Christophe Choquet*, Élisabeth Delozanne**, Vanda Luengo***

*LIUM, Université du Maine, **L'UTES, Université Pierre et Marie Curie,
   ***LIG, Université Joseph Fourier

 

Editorial

Toute activité menée à l’aide d’un logiciel conduit l’utilisateur à laisser des traces dans un fichier, dont il est parfois possible d’inférer des faits intéressants. Depuis que l’enseignement par ordinateur existe, les chercheurs ont ainsi recueilli et analysé les traces que les apprenants laissaient lorsqu’ils utilisaient les logiciels, soit pour suivre le travail effectué, soit dans le but d’améliorer les systèmes mis en œuvre ou la compréhension des phénomènes liés à leur utilisation. Récemment, la recherche sur les activités de groupes d’apprenants utilisant des forums de discussion ou des listes de diffusion a donné lieu à la publication d’une série de contributions. Celles-ci attirent l’attention sur la richesse des traitements qu’il est possible d’effectuer sur les traces conservées, à condition de les agréger, d’en extraire des indicateurs qui peuvent éventuellement être renvoyés en écho aux utilisateurs (cf. par exemple STICEF - Volume 13, 2006). Dans le domaine de l’utilisation de logiciels d’EIAH ce qui est souvent visé, c’est la modélisation des connaissances de l’apprenant ou l’identification de son style d’apprentissage (par exemple Delozanne et al., 2007). Depuis quelques années, l’analyse des traces s’est développée et de nouveaux champs de recherche sont apparus concernant la nature et, surtout, la structuration des données recueillies, les modèles, méthodes et techniques pour analyser et visualiser les indicateurs construits, notamment dans le but de favoriser des apprentissages.

Ainsi, un projet international comme LISTEN (LISTEN, 2005) a connu une évolution remarquable. D’abord préoccupés par le développement d’un tuteur intelligent capable d’écouter et d’interpréter les productions orales de l’apprenant dans son apprentissage de la lecture de l’anglais, les membres du projet LISTEN se sont ensuite également attachés à étudier les techniques « d’écoute » de l’interaction apprenant-EIAH. Ils ont développé un ensemble de savoir-faire sur le recueil et l’analyse de traces, puis ont cherché à formaliser ce savoir-faire sous la forme d’une architecture logicielle et de recommandations méthodologiques (Mostow, 2004) et (Mostow et Beck, 2006).
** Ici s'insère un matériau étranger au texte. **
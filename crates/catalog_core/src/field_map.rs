//! crates/catalog_core/src/field_map.rs
//!
//! Declarative field mapping for partner catalogs.
//!
//! Every partner names its fields differently (`bookCover`, `portadaBase64`,
//! `portadaUrl`, ...). Instead of per-partner mapping code, each partner carries a
//! [`FieldMapping`]: an ordered list of candidate names for every canonical field.
//! [`resolve_field`] walks a list and takes the first non-empty value.

use crate::domain::Book;
use serde::Deserialize;
use serde_json::Value;

/// Ordered candidate names for each canonical `Book` field.
#[derive(Debug, Clone, Default, Deserialize, PartialEq, Eq)]
#[serde(default)]
pub struct FieldMapping {
    pub id: Vec<String>,
    pub title: Vec<String>,
    pub cover_image: Vec<String>,
    pub pdf_document: Vec<String>,
    pub author: Vec<String>,
    pub genre: Vec<String>,
    pub description: Vec<String>,
    pub publish_date: Vec<String>,
}

impl FieldMapping {
    /// Maps one raw partner record into a canonical `Book`.
    ///
    /// `fallback_author` fills the author when none of the candidates is present;
    /// partners usually report the owning institution there.
    pub fn to_book(&self, record: &Value, fallback_author: &str) -> Book {
        let field = |candidates: &Vec<String>| resolve_field(record, candidates).unwrap_or_default();

        let mut author = field(&self.author);
        if author.is_empty() {
            author = fallback_author.to_string();
        }

        Book {
            id: field(&self.id),
            title: field(&self.title),
            cover_image: field(&self.cover_image),
            pdf_document: field(&self.pdf_document),
            author,
            genre: field(&self.genre),
            description: field(&self.description),
            publish_date: field(&self.publish_date),
        }
    }
}

/// Returns the first candidate field of `record` that holds a non-empty value.
///
/// Strings are taken as-is (after trimming); numbers and `true` are rendered
/// with their JSON text, so numeric ids become `"42"`. Nulls, empty strings,
/// zero, `false`, arrays and objects fall through to the next candidate.
pub fn resolve_field(record: &Value, candidates: &[String]) -> Option<String> {
    let object = record.as_object()?;
    candidates.iter().find_map(|name| match object.get(name)? {
        Value::String(s) if !s.trim().is_empty() => Some(s.trim().to_string()),
        Value::Number(n) if n.as_f64() != Some(0.0) => Some(n.to_string()),
        Value::Bool(true) => Some("true".to_string()),
        _ => None,
    })
}
pub mod aggregation;
pub mod commands;
pub mod domain;
pub mod field_map;
pub mod memory;
pub mod ports;
pub mod projection;

pub use aggregation::{AggregationService, SearchResults, SearchStats, INTERNAL_ORIGIN};
pub use domain::{Book, BookPatch, NewBook, NewUser, Role, User, UserPatch};
pub use field_map::{resolve_field, FieldMapping};
pub use ports::{CatalogStore, ExternalBookSource, PortError, PortResult, UserStore};
pub use projection::{BookView, UserView};
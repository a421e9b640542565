//! services/api/src/web/rest.rs
//!
//! Contains the service banner and fallback handlers and the master definition
//! for the OpenAPI specification.

use crate::web::{auth, books, envelope, error::HttpError, search, users};
use axum::http::StatusCode;
use catalog_core::aggregation::SearchStats;
use catalog_core::domain::{BookPatch, NewBook, NewUser, Role, UserPatch};
use catalog_core::projection::{BookView, UserView};
use utoipa::OpenApi;

//=========================================================================================
// OpenAPI Master Definition
//=========================================================================================

#[derive(OpenApi)]
#[openapi(
    paths(
        auth::login_handler,
        auth::logout_handler,
        users::list_users_handler,
        users::get_user_handler,
        users::create_user_handler,
        users::update_user_handler,
        users::delete_user_handler,
        books::list_books_handler,
        books::get_book_handler,
        books::create_book_handler,
        books::update_book_handler,
        books::delete_book_handler,
        search::search_handler,
        search::find_book_handler,
    ),
    components(
        schemas(
            auth::LoginRequest,
            NewBook,
            BookPatch,
            NewUser,
            UserPatch,
            Role,
            BookView,
            UserView,
            SearchStats,
            envelope::BookEnvelope,
            envelope::BookListEnvelope,
            envelope::SearchEnvelope,
            envelope::UserEnvelope,
            envelope::UserListEnvelope,
            envelope::MessageEnvelope,
            envelope::ErrorEnvelope,
        )
    ),
    tags(
        (name = "auth", description = "Credential checks."),
        (name = "users", description = "Library account management."),
        (name = "books", description = "The home institution's own catalog."),
        (name = "search", description = "Search across the home catalog and every partner catalog.")
    )
)]
pub struct ApiDoc;

//=========================================================================================
// Banner and Fallback
//=========================================================================================

/// GET / - Liveness banner
pub async fn index_handler() -> &'static str {
    "Catalog aggregation API is running"
}

pub async fn not_found_handler() -> HttpError {
    HttpError::new(StatusCode::NOT_FOUND, "Route not found")
}
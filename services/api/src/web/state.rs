//! services/api/src/web/state.rs
//!
//! Defines the application's shared state.

use catalog_core::aggregation::AggregationService;
use catalog_core::ports::{CatalogStore, UserStore};
use std::sync::Arc;

//=========================================================================================
// AppState (Shared Across All Requests)
//=========================================================================================

/// The shared application state, created once at startup and passed to all handlers.
#[derive(Clone)]
pub struct AppState {
    pub catalog: Arc<dyn CatalogStore>,
    pub users: Arc<dyn UserStore>,
    pub search: Arc<AggregationService>,
}

impl AppState {
    /// Label given to books of the internal catalog.
    pub fn home_label(&self) -> &str {
        self.search.home_label()
    }
}
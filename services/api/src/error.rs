//! services/api/src/error.rs
//!
//! Defines the primary error type for the API service binary.

use crate::config::ConfigError;

/// The primary error type for the `api` service.
#[derive(Debug, thiserror::Error)]
pub enum ApiError {
    /// Represents an error that occurred during configuration loading.
    #[error("Configuration error: {0}")]
    Config(#[from] ConfigError),

    /// Represents an error from the underlying database library.
    #[error("Database Error: {0}")]
    Database(#[from] sqlx::Error),

    /// The bootstrap schema could not be applied.
    #[error("Migration Error: {0}")]
    Migration(#[from] sqlx::migrate::MigrateError),

    /// The shared partner HTTP client could not be built.
    #[error("HTTP client error: {0}")]
    Http(#[from] reqwest::Error),

    /// Represents a standard Input/Output error (e.g., binding to a network socket).
    #[error("IO error: {0}")]
    Io(#[from] std::io::Error),
}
Cette dynamique nous semble révélatrice d’une tendance générale dans ce champ de recherche qui se structure d’une part en prenant l’ingénierie des traces dans un EIAH comme objet d’études et, d’autre part, en cherchant à partager et capitaliser les savoir-faire. En témoignent les numéros spéciaux de revues et actes des workshops récents dans le domaine (Beck, 2004), (Choquet et al., 2005) (Beck, 2005) (Heiner et al., 2006) (Baker et al., 2007) (Heiner et al., 2007) et (Choquet et al., 2007) ou encore les différentes initiatives régionales (ISLE, 2006), nationales (Cinquième école thématique EIAH, 2007) ou européennes (Kaleidoscope, 2006) ou le site portail de la communauté Educational Data Mining (EDM, 2007).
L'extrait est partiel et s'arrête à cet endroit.